Shikhar Dhawan was 99 days - about three months - past his 27th birthday when he made his striking Test debut against Australia in Mohali earlier this month. That puts him well down the list of oldest Indian first-timers - he's actually 56th in a table headed by Rustomji Jamshedji, who was 41 in 1933-34. Dhawan is the oldest Indian debutant for all of 14 months: Vinay Kumar was nearly 28 when he won his first cap against Australia in January 2012. Among batsmen, S Badrinath was 28 years 160 days old when he made his Test debut, against South Africa in Kolkata in February 2010.

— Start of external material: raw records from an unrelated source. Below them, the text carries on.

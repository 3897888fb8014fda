//! Built-in operators.
//!
//! Every built-in is a plain function called at exactly its input rank; the
//! dispatcher takes care of broadcasting. Argument extraction helpers below
//! still check the kind so a mis-declared rank surfaces as an error rather
//! than a panic.

mod higher;
mod numeric;
mod tabular;
mod text;

use brier_ir::{Dict, Scalar, Value};

use crate::errors::{missing_operand, type_mismatch, EvalError};
use crate::operator::{Operand, OperatorDef};

/// Descriptors for every built-in operator.
pub(crate) fn all() -> Vec<OperatorDef> {
    let mut defs = Vec::new();
    text::register(&mut defs);
    numeric::register(&mut defs);
    tabular::register(&mut defs);
    higher::register(&mut defs);
    defs
}

fn scalar_arg<'a>(op: &str, arg: &'a Value) -> Result<&'a Scalar, EvalError> {
    match arg {
        Value::Scalar(scalar) => Ok(scalar),
        other => Err(type_mismatch(op, "a scalar", other.kind_name())),
    }
}

fn list_arg<'a>(op: &str, arg: &'a Value) -> Result<&'a [Scalar], EvalError> {
    match arg {
        Value::List(items) => Ok(items),
        other => Err(type_mismatch(op, "a list", other.kind_name())),
    }
}

fn dict_arg<'a>(op: &str, arg: &'a Value) -> Result<&'a Dict, EvalError> {
    match arg {
        Value::Dict(dict) => Ok(dict),
        other => Err(type_mismatch(op, "a dict", other.kind_name())),
    }
}

fn operand_scalar<'a>(op: &str, operand: Option<&'a Operand>) -> Result<&'a Scalar, EvalError> {
    match operand {
        Some(Operand::Value(Value::Scalar(scalar))) => Ok(scalar),
        Some(other) => Err(type_mismatch(op, "a scalar operand", other.kind_name())),
        None => Err(missing_operand(op)),
    }
}

/// The operand as text; numbers are written out.
fn operand_text(op: &str, operand: Option<&Operand>) -> Result<String, EvalError> {
    operand_scalar(op, operand).map(ToString::to_string)
}
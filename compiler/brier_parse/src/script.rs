//! Whole-script helpers.

/// Split script text into lines, joining `\`-continued lines.
///
/// A line ending in a backslash (ignoring trailing whitespace) continues on
/// the next line; the backslash is dropped and the two are joined with a
/// single space.
pub fn split_script(text: &str) -> Vec<String> {
    let mut lines = Vec::new();
    let mut pending: Option<String> = None;

    for raw in text.lines() {
        let trimmed = raw.trim_end();
        let (content, continues) = match trimmed.strip_suffix('\\') {
            Some(head) => (head, true),
            None => (raw, false),
        };
        let line = match pending.take() {
            Some(mut head) => {
                head.push(' ');
                head.push_str(content.trim_start());
                head
            }
            None => content.to_string(),
        };
        if continues {
            pending = Some(line);
        } else {
            lines.push(line);
        }
    }
    if let Some(rest) = pending {
        lines.push(rest);
    }
    lines
}
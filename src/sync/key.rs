// SPDX-FileCopyrightText: 2025 Jason Pena <jasonpena@awkless.com>
// SPDX-License-Identifier: MIT

//! Managed SSH keypairs.

use crate::path::Layout;

use base64::{
    engine::general_purpose::{STANDARD, STANDARD_NO_PAD},
    Engine as _,
};
use sha2::{Digest, Sha256};
use std::{
    fs::read_to_string,
    path::{Path, PathBuf},
};

/// Private and public key files of an identity.
#[derive(Debug, Clone, PartialEq, Eq)]
pub struct ManagedKey {
    pub private: PathBuf,
    pub public: PathBuf,
}

impl ManagedKey {
    pub fn of(layout: &Layout, name: &str) -> Self {
        Self {
            private: layout.private_key(name),
            public: layout.public_key(name),
        }
    }

    /// Both halves of keypair are present.
    pub fn exists(&self) -> bool {
        self.private.is_file() && self.public.is_file()
    }

    /// Read and parse public half of keypair.
    pub fn read_public(&self) -> std::io::Result<PublicKey> {
        let data = read_to_string(&self.public)?;
        PublicKey::parse(&data).ok_or_else(|| {
            std::io::Error::new(
                std::io::ErrorKind::InvalidData,
                format!("malformed public key at {:?}", self.public.display()),
            )
        })
    }
}

/// OpenSSH public key line, i.e., `<algorithm> <base64 blob> [comment]`.
#[derive(Debug, Clone, PartialEq, Eq)]
pub struct PublicKey {
    pub algorithm: String,
    pub blob: String,
    pub comment: Option<String>,
}

impl PublicKey {
    /// Parse first non-empty line of public key file.
    pub fn parse(data: &str) -> Option<Self> {
        let line = data.lines().map(str::trim).find(|line| !line.is_empty())?;
        let mut fields = line.splitn(3, char::is_whitespace);
        let algorithm = fields.next()?.to_string();
        let blob = fields.next()?.to_string();
        let comment = fields
            .next()
            .map(str::trim)
            .filter(|comment| !comment.is_empty())
            .map(ToString::to_string);

        Some(Self {
            algorithm,
            blob,
            comment,
        })
    }

    /// OpenSSH style SHA256 fingerprint of key blob.
    ///
    /// Same value as `ssh-keygen -l` reports, e.g., `SHA256:uNi...`.
    pub fn fingerprint(&self) -> Option<String> {
        let blob = STANDARD.decode(self.blob.as_bytes()).ok()?;
        let digest = Sha256::digest(&blob);
        Some(format!("SHA256:{}", STANDARD_NO_PAD.encode(digest)))
    }

    /// Key without comment, as used in allowed signers entries.
    pub fn key_material(&self) -> String {
        format!("{} {}", self.algorithm, self.blob)
    }
}

/// Fingerprint public key at path, if it exists and is well formed.
pub fn fingerprint_of(path: impl AsRef<Path>) -> Option<String> {
    read_to_string(path)
        .ok()
        .as_deref()
        .and_then(PublicKey::parse)
        .and_then(|key| key.fingerprint())
}

#[cfg(test)]
mod tests {
    use super::*;
    use pretty_assertions::assert_eq;

    // Well-formed ed25519 public key line, not tied to any private key.
    const KEY: &str = "ssh-ed25519 AAAAC3NzaC1lZDI1NTE5AAAAIGq7hV3x0mHF0yMZ9oUq0QeF1kqF4cJ7VvLhJ7OZyC8e jane@company.com [gitid:work]\n";

    #[test]
    fn parse_public_key() {
        let key = PublicKey::parse(KEY).unwrap();
        assert_eq!(key.algorithm, "ssh-ed25519");
        assert_eq!(
            key.blob,
            "AAAAC3NzaC1lZDI1NTE5AAAAIGq7hV3x0mHF0yMZ9oUq0QeF1kqF4cJ7VvLhJ7OZyC8e"
        );
        assert_eq!(key.comment.as_deref(), Some("jane@company.com [gitid:work]"));
        assert_eq!(
            key.key_material(),
            "ssh-ed25519 AAAAC3NzaC1lZDI1NTE5AAAAIGq7hV3x0mHF0yMZ9oUq0QeF1kqF4cJ7VvLhJ7OZyC8e"
        );
    }

    #[test]
    fn fingerprint_matches_ssh_keygen() {
        // Value printed by `ssh-keygen -lf` for the same key.
        let key = PublicKey::parse(KEY).unwrap();
        assert_eq!(
            key.fingerprint().as_deref(),
            Some("SHA256:hpyDY1EfH43BMjn7LP4KGG+WYPR2d9uV+xSX4oje6no")
        );
    }

    #[test]
    fn reject_garbage() {
        assert_eq!(PublicKey::parse(""), None);
        assert_eq!(PublicKey::parse("ssh-ed25519"), None);
        let key = PublicKey::parse("ssh-ed25519 not*base64").unwrap();
        assert_eq!(key.fingerprint(), None);
    }
}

Three bowlers have reached 100 one-day wickets in fewer matches than Morne Morkel, who got there when he trapped BJ Watling of New Zealand leg-before in Kimberley in January. Shane Bond of New Zealand reached the mark in 55 matches, and Australia's Brett Lee in 54... but the fastest was the Pakistan offspinner Saqlain Mushtaq, who took his 100th wicket in his 53rd ODI, back in May 1997. Two others - Irfan Pathan and Waqar Younis - also reached 100 in their 59th matches.
I thought this record was going to change hands in the second innings of the Test in Delhi that has just finished: Sachin Tendulkar went in needing just eight runs to take over the top spot, but was out for 1. This leaves him with 3630 runs in 39 Tests against Australia - six adrift of the long-standing record held by the England opener Jack Hobbs, who scored 3636 runs in 41 Tests against them between 1907-08 and 1930. The only other man with more than 3000 Test runs against Australia is David Gower, who made 3269 in 42 matches for England. Geoff Boycott (2945) fell just short. The highest individual score in a Test against Australia remains Len Hutton's 364 for England at The Oval in 1938: no one else has managed a triple-century against them.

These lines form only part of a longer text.